To all my fren: I noe u guys are worried abt me, u guys noe dat i'm nt happy at all and i'm still sad over some issue.. U guys dun wanna ask me abt dat as u guys are afraid that I might get even more sad n emo.. I noe u guys cared abt me and hope that i could be more happier each days.. I'm sorry to let u guys down, i'm nt truly happy.. I pretend n act as if i'm happy or gettin happier each days.. But when i'm out wif u guys durin those gatherin n outing, i do really enjoy myself but is just those time when i'm alone dat the feelin is diff.. Just like yest, i realli enjoy myself at de steamboat session wif ah ju, ah oon n minhui :)

Ever since that day, I noe my blog post had been very emo n sad.. Maybe some of u will blame her for dat, but pls dun blame her coz it's nt her fault.. It myself, it me dat could not let it go or face it.. Ernica once told me: Maybe u wil haf to wait for de next person to come into ur life dan u'll be able to forget her.. Maybe ernica is right abt tis, but it hard as well as i dun think i'll open up to others so easily again ...

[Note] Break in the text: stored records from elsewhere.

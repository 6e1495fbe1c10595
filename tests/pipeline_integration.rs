use std::io::Write;
use std::path::PathBuf;
use std::time::Duration;

use fitcheck::config::{AnalysisMode, AppConfig};
use fitcheck::internal::catalog::{CLASSIC_CATALOG, STUDIO_CATALOG};
use fitcheck::internal::notification::NotificationKind;
use fitcheck::internal::pipeline::Phase;
use fitcheck::internal::ui::app::{Action, App};

fn test_config(mode: AnalysisMode) -> AppConfig {
    AppConfig {
        analysis_mode: mode,
        // Zero-duration clock so tests never wait on real timers.
        step_hold_ms: 0,
        instant_wait_ms: 0,
        sample_seed: Some(7),
        ..AppConfig::default()
    }
}

fn temp_image(name: &str, len: usize) -> PathBuf {
    let path = std::env::temp_dir().join(name);
    let mut file = std::fs::File::create(&path).unwrap();
    file.write_all(&vec![0u8; len]).unwrap();
    path
}

/// Pump the action channel into the app until it reaches `target` (or the
/// timeout trips).
async fn drive_until(app: &mut App, target: Phase) {
    while app.phase != target {
        let action = tokio::time::timeout(Duration::from_secs(5), app.action_rx.recv())
            .await
            .expect("timed out waiting for pipeline progress")
            .expect("action channel closed");
        app.update(action);
    }
}

#[tokio::test]
async fn guided_run_accepts_a_png_and_shows_four_cards() {
    let path = temp_image("fitcheck_e2e_guided.png", 2 * 1024 * 1024);
    let mut app = App::with_config(test_config(AnalysisMode::Guided));

    app.update(Action::SelectFile(path.clone()));
    drive_until(&mut app, Phase::Previewing).await;

    let meta = app.preview.as_ref().expect("preview metadata");
    assert_eq!(meta.media_type, "image/png");
    assert!(app.upload.has_preview());
    assert!(
        app.upload
            .preview
            .as_deref()
            .unwrap()
            .starts_with("data:image/png;base64,")
    );

    // Guided mode waits for the analyze keypress.
    assert!(app.results.is_empty());
    app.update(Action::StartAnalysis);
    drive_until(&mut app, Phase::ShowingResults).await;

    assert_eq!(app.results.len(), 4);
    for rec in &app.results {
        assert!(STUDIO_CATALOG.iter().any(|c| c == rec));
    }

    let _ = std::fs::remove_file(path);
}

#[tokio::test]
async fn instant_run_auto_analyzes_and_shows_whole_catalog() {
    let path = temp_image("fitcheck_e2e_instant.jpg", 64 * 1024);
    let mut app = App::with_config(test_config(AnalysisMode::Instant));

    app.update(Action::SelectFile(path.clone()));
    drive_until(&mut app, Phase::ShowingResults).await;

    assert_eq!(app.results.len(), 6);
    assert_eq!(app.results.as_slice(), CLASSIC_CATALOG.as_slice());

    let _ = std::fs::remove_file(path);
}

#[tokio::test]
async fn non_image_file_is_rejected_without_preview_or_analysis() {
    let path = temp_image("fitcheck_e2e_reject.txt", 0);
    let mut app = App::with_config(test_config(AnalysisMode::Guided));

    app.update(Action::SelectFile(path.clone()));

    assert_eq!(app.phase, Phase::ImagePending);
    assert!(!app.upload.has_preview());
    assert!(app.results.is_empty());

    let n = app.notification.as_ref().expect("rejection notification");
    assert_eq!(n.kind, NotificationKind::Error);
    assert_eq!(n.message, "Please select a valid image file.");

    // Nothing was spawned, so the channel stays quiet.
    assert!(app.action_rx.try_recv().is_err());

    let _ = std::fs::remove_file(path);
}

#[tokio::test]
async fn oversized_image_is_rejected() {
    // A small ceiling exercises the size branch without writing 10 MiB
    // to disk.
    let mut config = test_config(AnalysisMode::Guided);
    config.max_upload_bytes = 1024;
    let mut app = App::with_config(config);

    let path = temp_image("fitcheck_e2e_too_big.png", 2048);
    app.update(Action::SelectFile(path.clone()));

    let n = app.notification.as_ref().expect("rejection notification");
    assert_eq!(n.message, "File size must be less than 10MB.");
    assert!(!app.upload.has_preview());

    let _ = std::fs::remove_file(path);
}

#[tokio::test]
async fn new_upload_cancels_in_flight_analysis() {
    let first = temp_image("fitcheck_e2e_cancel_a.png", 1024);
    let second = temp_image("fitcheck_e2e_cancel_b.png", 1024);

    let mut config = test_config(AnalysisMode::Guided);
    // Long holds so the first run cannot finish on its own.
    config.step_hold_ms = 60_000;
    let mut app = App::with_config(config);

    app.update(Action::SelectFile(first.clone()));
    drive_until(&mut app, Phase::Previewing).await;
    app.update(Action::StartAnalysis);
    assert_eq!(app.phase, Phase::Analyzing);

    // Second selection supersedes the run in flight.
    app.update(Action::SelectFile(second.clone()));
    drive_until(&mut app, Phase::Previewing).await;

    // Drain anything still queued; the cancelled run must not complete.
    tokio::time::sleep(Duration::from_millis(50)).await;
    while let Ok(action) = app.action_rx.try_recv() {
        app.update(action);
    }
    assert_ne!(app.phase, Phase::ShowingResults);
    assert!(app.results.is_empty());

    let _ = std::fs::remove_file(first);
    let _ = std::fs::remove_file(second);
}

吃不能吃,睡不能睡,没有了你 好想全都不对,我都学不会 把爱敷衍。。笑不能笑 哭不敢哭 人不像人, 朋友都说这不过失恋 但我连呼吸都胆怯。。能不能不爱了 因为爱太痛了,我痛到快死了 却无法把你忘了。。也许我只是多余的。。

受了伤却不投降 相信付出会有代价(代价竟是一句傻瓜)

Friday, December 25, 2009

Merry X'mas

Merry Christmas to you, her n everyone ! Thing is still as usual, nt much changes.. Busy wif thing almost everyday.. Maybe i just dun like de feelin of being so free as i might feel empty..

既然我不能坦然地面对,那我只好避开,躲开,逃避或假装下去... 本来以为自己能够放下,认为是时候了,但事实是我依然还是做不到...

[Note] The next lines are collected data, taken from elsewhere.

//! Vertical sprite physics
//!
//! Semi-implicit Euler in tick units: velocity first, then position with the
//! new velocity.

use super::state::Sprite;

/// Advance the sprite by one tick under gravity
///
/// A flap this tick replaces the gravity-incremented velocity with the
/// impulse before the position update.
pub fn integrate(sprite: &mut Sprite, gravity: f32, flap_impulse: Option<f32>) {
    sprite.velocity = match flap_impulse {
        Some(impulse) => impulse,
        None => sprite.velocity + gravity,
    };
    sprite.y += sprite.velocity;
}

/// Apply an upward impulse immediately (replaces, never adds)
#[inline]
pub fn flap(sprite: &mut Sprite, impulse: f32) {
    sprite.velocity = impulse;
}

The fact is, after so many thing happen.. I dun hate her, i dun blame her at all.. I am just frustrated wif the thing happening.. I just dun like de thing that is happening.. I dun understand y she have to say all those thing at that point of time ? It's stil hurt and it's still bothering me.. But I chose to keep eveything as i do not wish to talk abt it anymore.. I dun wan to speak or talk anything abt her, i choose to avoid n hide.. That de onli way to make me feel better, I guess soo ...

呼吸刺痛着心跳,你 要我怎么笑 ?

Monday, December 21, 2009

21/12/09

今天莫名其妙的回想起以前的事,想起那时候第一次我们牵手的事候。。那感觉很特别很奇妙,是我从来都没有过的。。我也很想知道那时候她到底有什么感受,她心里在想什么 ?就在那瞬间我们就这样的牵起了彼此的手,就这样走着。。那是我们第一次一起出门。。这一切都好像一场梦,我好希望我永远都不要醒来,就永远的在那美好的梦里。。也许我真的还放不过我自己吧。。

如果忘记一个人要好几年,那爱的后坐力真的好玄, 时间也慢慢的告诉我 那是没有期限的。。我虽然说了再见,但我依然活在从前。。不是说好了吗,我们还会是好朋友? 这么现在好像都变了,不一样了。。说好了不哭了,眼泪也不准滴下,但眼泪还是滴下了。。


累了,该睡了。。拜,晚安了。。

Saturday, December 12, 2009

12/12/09

Happie 21st B'day Cashier !! Gonna meet up wif her when she is back from her HK TRIP ! Miss her alot alot :) So glad that we would be able to meet up :) Actually i gt alot of thing in my mind to type here but out of sudden i dunnoe hw shld i start ?

And Mum bought me 1 mickey from HK disneyland shop :) it soo cute n i will go US disneyland to get a much more bigger wan (if everything go smoothly for de US trip)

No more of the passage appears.